If approved by regulatory agencies, a pill nicknamed 'Quad' would be the first of these single-tablet pills to contain an HIV integrase inhibitor.

"Ask your doctor if a single-pill regimen fits your needs."

The study was conducted by Gilead Sciences in collaboration with Harvard Medical School and Katholieke Universiteit Leuven in Belgium. The results announced are part phase 3 clinical trials for an ongoing study to determine safety and efficacy of the pill.

Last month, an FDA panel recommended that Quad be approved for patients who have not taken HIV drugs before. The agency is expected to make a decision by the end of August.

Quad combines the new integrase inhibitor elvitegravir (EVG) with cobicistat (COBI) plus emtricitabine (FTC) and tenofovir disoproxil fumarate (TDF). FTC/TDF is part of the recommended treatment for an adult beginning treatment, while EVG/COBI is a variable.

EVG and other integrase inhibitors block HIV from integrating fully into human cells, essentially stopping it from replicating. COBI is the part of the formulation that allows EVG to be integrated into the drug.

There are currently other one-pill-a-day HIV treatments on the market, such as Atripla. But, if approved, Quad would be the first to have an integrase inhibitor like EVG.

Quad's first clinical trial assigned 700 patients in North America to take one of two single pill regimens – either Quad or Atripla, which is currently considered the “gold standard” for single pills.

The group taking Quad had slightly better outcomes in suppressing viral loads – a measurement of how much HIV is in the body – to undetectable levels. Quad had 88 percent of patients at that level, compared to 84 percent for Atripla.

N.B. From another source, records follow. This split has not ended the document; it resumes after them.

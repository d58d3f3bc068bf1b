/*
 * Copyright 2024 Luc Lenôtre
 *
 * This file is part of Maestro.
 *
 * Maestro is free software: you can redistribute it and/or modify it under the
 * terms of the GNU General Public License as published by the Free Software
 * Foundation, either version 3 of the License, or (at your option) any later
 * version.
 *
 * Maestro is distributed in the hope that it will be useful, but WITHOUT ANY
 * WARRANTY; without even the implied warranty of MERCHANTABILITY or FITNESS FOR
 * A PARTICULAR PURPOSE. See the GNU General Public License for more details.
 *
 * You should have received a copy of the GNU General Public License along with
 * Maestro. If not, see <https://www.gnu.org/licenses/>.
 */

//! `kmalloc`/`kfree`: a general-purpose byte allocator built on a fixed ladder of
//! power-of-two-ish [`Cache`]s, one per size class. Requests above
//! [`crate::config::KMALLOC_MAX_SIZE`] skip the caches entirely and go straight to the
//! page-frame allocator, mirroring the teacher's `malloc` falling back to whole pages for large
//! blocks instead of fragmenting a cache's slabs.

use super::Cache;
use crate::config::{KMALLOC_MAX_SIZE, PAGE_SIZE};
use crate::errno::KResult;
use crate::pfa::{self, PhysAddr};
use crate::util::lock::IntMutex;
use crate::util::{ceil_div, order_for};
use core::mem::align_of;
use core::ptr::NonNull;

const SIZE_CLASSES: [usize; 9] = [16, 32, 64, 128, 256, 512, 1024, 2048, 4096];
const NAMES: [&str; 9] = [
	"kmalloc-16",
	"kmalloc-32",
	"kmalloc-64",
	"kmalloc-128",
	"kmalloc-256",
	"kmalloc-512",
	"kmalloc-1024",
	"kmalloc-2048",
	"kmalloc-4096",
];

static CLASSES: IntMutex<[Option<Cache>; SIZE_CLASSES.len()]> = IntMutex::new([None; SIZE_CLASSES.len()]);

/// Creates the kmalloc size-class caches. Must be called once during boot, after
/// [`crate::pfa::init`].
pub fn init() -> KResult<()> {
	let mut classes = CLASSES.lock();
	for (i, &size) in SIZE_CLASSES.iter().enumerate() {
		classes[i] = Some(Cache::create(NAMES[i], size, align_of::<usize>(), None, None)?);
	}
	Ok(())
}

/// Allocates `size` bytes. Requests above [`KMALLOC_MAX_SIZE`] are rounded up to a page run and
/// handed straight to the page-frame allocator.
pub fn kmalloc(size: usize) -> Option<NonNull<u8>> {
	if size == 0 {
		return None;
	}
	if size > KMALLOC_MAX_SIZE {
		let order = order_for(ceil_div(size, PAGE_SIZE));
		let addr = pfa::alloc_pages(order, pfa::Flags::KERNEL)?;
		return NonNull::new(pfa::lowmem_addr(addr));
	}
	let class = SIZE_CLASSES.iter().position(|&s| s >= size)?;
	let classes = CLASSES.lock();
	let cache = classes[class].as_ref().expect("kmalloc: slab::kmalloc::init was never called");
	cache.alloc()
}

/// Frees a block returned by [`kmalloc`]. The size class is recovered from the address, not
/// passed back by the caller: [`pfa::order_of`] gives the buddy order of the run `ptr` lives in,
/// and [`pfa::containing_run_base`] gives that run's base address. A cache-backed object is
/// always offset past its slab's header, so it never equals the run base; a large (page-run)
/// allocation is handed out starting exactly at the run base, since [`kmalloc`] returns
/// `pfa::lowmem_addr(addr)` unchanged. That makes "does `ptr` equal its own run's base" an exact
/// large-vs-class discriminator, the same recovery `Cache::free` already does one level down.
pub fn kfree(ptr: NonNull<u8>) {
	let phys = PhysAddr(ptr.as_ptr() as usize);
	let order = pfa::order_of(phys);
	let run_base = pfa::containing_run_base(phys, order);
	if run_base.0 == phys.0 {
		pfa::free_pages(run_base, order);
	} else {
		Cache::free(ptr);
	}
}

#[cfg(test)]
mod test {
	use super::*;
	use crate::pfa::test_harness::init_test_arena;
	use std::sync::Mutex;

	static TEST_LOCK: Mutex<()> = Mutex::new(());

	#[test]
	fn small_alloc_roundtrip() {
		let _guard = TEST_LOCK.lock().unwrap();
		init_test_arena(256);
		init().expect("kmalloc init");
		let p = kmalloc(40).expect("alloc 40 bytes");
		kfree(p);
	}

	#[test]
	fn large_alloc_falls_back_to_pfa() {
		let _guard = TEST_LOCK.lock().unwrap();
		init_test_arena(256);
		init().expect("kmalloc init");
		let big = KMALLOC_MAX_SIZE + 1;
		let p = kmalloc(big).expect("alloc above kmalloc ceiling");
		kfree(p);
	}
}
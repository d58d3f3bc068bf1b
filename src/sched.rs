/*
 * Copyright 2024 Luc Lenôtre
 *
 * This file is part of Maestro.
 *
 * Maestro is free software: you can redistribute it and/or modify it under the
 * terms of the GNU General Public License as published by the Free Software
 * Foundation, either version 3 of the License, or (at your option) any later
 * version.
 *
 * Maestro is distributed in the hope that it will be useful, but WITHOUT ANY
 * WARRANTY; without even the implied warranty of MERCHANTABILITY or FITNESS FOR
 * A PARTICULAR PURPOSE. See the GNU General Public License for more details.
 *
 * You should have received a copy of the GNU General Public License along with
 * Maestro. If not, see <https://www.gnu.org/licenses/>.
 */

//! External contract: the scheduler/process table (spec section 1 names it out of scope beyond
//! its edge with this core). The only edge the fault handler needs is "deliver SIGSEGV to the
//! current task and let the scheduler arrange re-entry" — modeled here as a counter a real
//! scheduler implementation would replace with an actual task suspend/reschedule.

use core::sync::atomic::{AtomicUsize, Ordering};

static SIGSEGV_DELIVERIES: AtomicUsize = AtomicUsize::new(0);

/// Delivers `SIGSEGV` to the current task, per the page-fault handler's user-mode terminal
/// paths (spec 4.2 step 1, step 4).
pub fn deliver_sigsegv() {
	SIGSEGV_DELIVERIES.fetch_add(1, Ordering::SeqCst);
}

/// Number of `SIGSEGV`s delivered so far. Exists for tests to observe the fault handler's
/// user-mode terminal path without a real scheduler to suspend a task in.
pub fn sigsegv_count() -> usize {
	SIGSEGV_DELIVERIES.load(Ordering::SeqCst)
}
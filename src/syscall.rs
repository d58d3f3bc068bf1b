/*
 * Copyright 2024 Luc Lenôtre
 *
 * This file is part of Maestro.
 *
 * Maestro is free software: you can redistribute it and/or modify it under the
 * terms of the GNU General Public License as published by the Free Software
 * Foundation, either version 3 of the License, or (at your option) any later
 * version.
 *
 * Maestro is distributed in the hope that it will be useful, but WITHOUT ANY
 * WARRANTY; without even the implied warranty of MERCHANTABILITY or FITNESS FOR
 * A PARTICULAR PURPOSE. See the GNU General Public License for more details.
 *
 * You should have received a copy of the GNU General Public License along with
 * Maestro. If not, see <https://www.gnu.org/licenses/>.
 */

//! External contract: the syscall dispatcher (spec section 1 names it out of scope beyond its
//! narrow contact with this core: numeric dispatch with `ENOSYS` on out-of-range, and `mmap`'s
//! indirected-argument convention, spec section 4.4/6).

use crate::errno::Errno;

/// A syscall handler: six trap-frame register arguments in, a negative-errno-or-value result.
pub type SyscallFn = fn(&[usize; 6]) -> isize;

/// Dispatches syscall number `nr`. Unregistered or out-of-range numbers return `ENOSYS`, never
/// panic: this is ordinary userspace misbehavior, not an integrity violation.
pub fn dispatch(table: &[Option<SyscallFn>], nr: usize, args: &[usize; 6]) -> isize {
	match table.get(nr).and_then(|f| *f) {
		Some(f) => f(args),
		None => Errno::ENOSYS.as_negative() as isize,
	}
}

/// The six-field struct `mmap`'s syscall entry reads its arguments from instead of taking them
/// directly in registers (spec section 4.4: "dispatched via an indirection that reads six
/// arguments from a user-provided struct").
#[repr(C)]
pub struct MmapArgs {
	pub addr: usize,
	pub length: usize,
	pub prot: usize,
	pub flags: usize,
	pub fd: usize,
	pub offset: usize,
}

#[cfg(test)]
mod test {
	use super::*;

	fn ok_call(_args: &[usize; 6]) -> isize {
		42
	}

	#[test]
	fn out_of_range_is_enosys() {
		let table: [Option<SyscallFn>; 1] = [Some(ok_call)];
		assert_eq!(dispatch(&table, 5, &[0; 6]), Errno::ENOSYS.as_negative() as isize);
	}

	#[test]
	fn registered_call_dispatches() {
		let table: [Option<SyscallFn>; 1] = [Some(ok_call)];
		assert_eq!(dispatch(&table, 0, &[0; 6]), 42);
	}
}
//! # faan_calc
//!
//! Rule engine for a Hong Kong mahjong faan calculator: which win types may
//! be selected given the seating and the other selections, and how many faan
//! each one is worth.

pub mod implements;
pub use implements::*;
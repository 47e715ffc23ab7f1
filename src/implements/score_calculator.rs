//! # Hong Kong Mahjong Faan Calculator
//!
//! This module gives the faan value of a single win type under the current
//! game context. It never sums several win types into a hand total.


// --- Imports from sibling modules ---
use super::types::{
    game::{FaanFlags, GameContext},
    scoring::SELF_DRAW_PENALTY_FAAN,
    win_type::WinType,
};

// --- Main Public Function ---

/// Calculates the faan a single win type is worth.
///
/// # Arguments
/// * `win_type` - The win type being scored.
/// * `game` - The seating context, used by the wind types.
/// * `flags` - Extra selections. Only `all_dragons_toggled` affects the
///   result today; `is_self_draw` and `kong_number` are accepted for
///   future tiers (e.g. 十八羅漢 by kong count) and ignored.
///
/// # Returns
/// * The faan value, or `SELF_DRAW_PENALTY_FAAN` for 包自摸.
pub fn calculate_faan(win_type: WinType, game: &GameContext, flags: &FaanFlags) -> i32 {
    match win_type {
        // --- Limit Hands (13 faan) ---
        WinType::BigFourHappiness
        | WinType::ThirteenOrphans
        | WinType::AllKongs
        | WinType::AllHonorTiles
        | WinType::HeavenlyHand
        | WinType::EarthlyHand => 13,

        // --- 8 Faan ---
        WinType::FourConcealedTriplets => 8,
        WinType::SevenRobsOne | WinType::FlowerKing => 8,
        WinType::ThreeGreatScholars => 8,

        // --- 7, 6, 4, 3 Faan ---
        WinType::AllOneSuit => 7,
        WinType::SmallFourHappiness => 6,
        WinType::ThreeLesserScholars => 4,
        WinType::AllInTriplets | WinType::MixedOneSuit => 3,

        // --- 1 Faan ---
        WinType::CleanDoor
        | WinType::CommonHand
        | WinType::SelfDraw
        | WinType::Flower
        | WinType::Season
        | WinType::SelfDrawAfterGong
        | WinType::SelfDrawLastTile
        | WinType::RobbingAGong
        | WinType::OnlyTerminals => 1,

        // --- Context Dependent ---
        WinType::RedDragon | WinType::GreenDragon | WinType::WhiteDragon => {
            if flags.all_dragons_toggled {
                6 // 大三元 bonus per dragon
            } else {
                1
            }
        }
        WinType::East | WinType::South | WinType::West | WinType::North => {
            get_wind_faan(win_type, game)
        }

        // Not additive; the caller handles it.
        WinType::SelfDrawPenalty => SELF_DRAW_PENALTY_FAAN,
    }
}

// --- Helper Functions ---

/// One faan for matching the round wind, one for matching the winner's
/// wind relative to the dealer. Unknown winds never match.
fn get_wind_faan(win_type: WinType, game: &GameContext) -> i32 {
    let Some(wind) = win_type.wind() else {
        return 0;
    };
    let is_game_wind = game.game_wind == Some(wind);
    let is_winner_wind = game.winner_wind() == Some(wind);

    match (is_game_wind, is_winner_wind) {
        (true, true) => 2,
        (true, false) | (false, true) => 1,
        (false, false) => 0,
    }
}
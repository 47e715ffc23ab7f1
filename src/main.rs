use faan_calc::evaluate_board;
use faan_calc::game::{FaanFlags, GameContext, ToggleState};
use faan_calc::input::CalculatorInput;
use faan_calc::tiles::Wind;
use faan_calc::win_type::WinType;

/// A helper function to create the example `CalculatorInput`.
fn create_example_input() -> CalculatorInput {
    // --- 1. Define the Seating ---
    // South round. The dealer sits West and the winner sits North,
    // so the winner counts as South from the dealer.
    let context = GameContext::new(Wind::South, Wind::North, Wind::West, false);

    // --- 2. Define the Selections ---
    // Full flush won on a self-draw; self-draw is known, robbing a gong is not.
    let mut toggles = ToggleState::new();
    toggles
        .set(WinType::AllOneSuit, true)
        .set(WinType::SelfDraw, true)
        .set(WinType::CleanDoor, false);

    // --- 3. Define the Flags ---
    let flags = FaanFlags {
        all_dragons_toggled: false,
        is_self_draw: true,
        kong_number: 0,
    };

    CalculatorInput {
        context,
        toggles,
        flags,
    }
}

fn load_input(path: &str) -> Result<CalculatorInput, String> {
    let json = std::fs::read_to_string(path).map_err(|e| format!("cannot read {path}: {e}"))?;
    CalculatorInput::from_json(&json).map_err(|e| e.to_string())
}

fn main() {
    println!("--- Hong Kong Mahjong Faan Calculator ---");

    // 1. Get the input: a JSON file if one is given, otherwise the example.
    let input = match std::env::args().nth(1) {
        Some(path) => match load_input(&path) {
            Ok(input) => input,
            Err(error_message) => {
                println!("!!! Error loading input: {} !!!", error_message);
                return;
            }
        },
        None => create_example_input(),
    };

    // 2. Evaluate every win type
    let board = evaluate_board(&input);

    // 3. Print the board
    println!("\nWin types for {:?}\n", input.context);
    for status in &board {
        println!("{}", status);
    }
}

Side effects were similar for both groups. More had mild nausea with Quad, but less likely to have dizziness, abnormal dreams, insomnia or rash.

In the second trial, 708 patients who had not taken anti-HIV drugs before were assigned to either Quad or a two-pill treatment. Ninety percent of the Quad group ended with undetectable viral loads, versus 87 percent in the two pill group.

Almost four percent of the Quad group had to discontinue treatment, compared to over five percent in the two pill group. But more Quad patients had kidney complications compared to other HIV treatments.

The study was published in the June 2012 issue of The Lancet.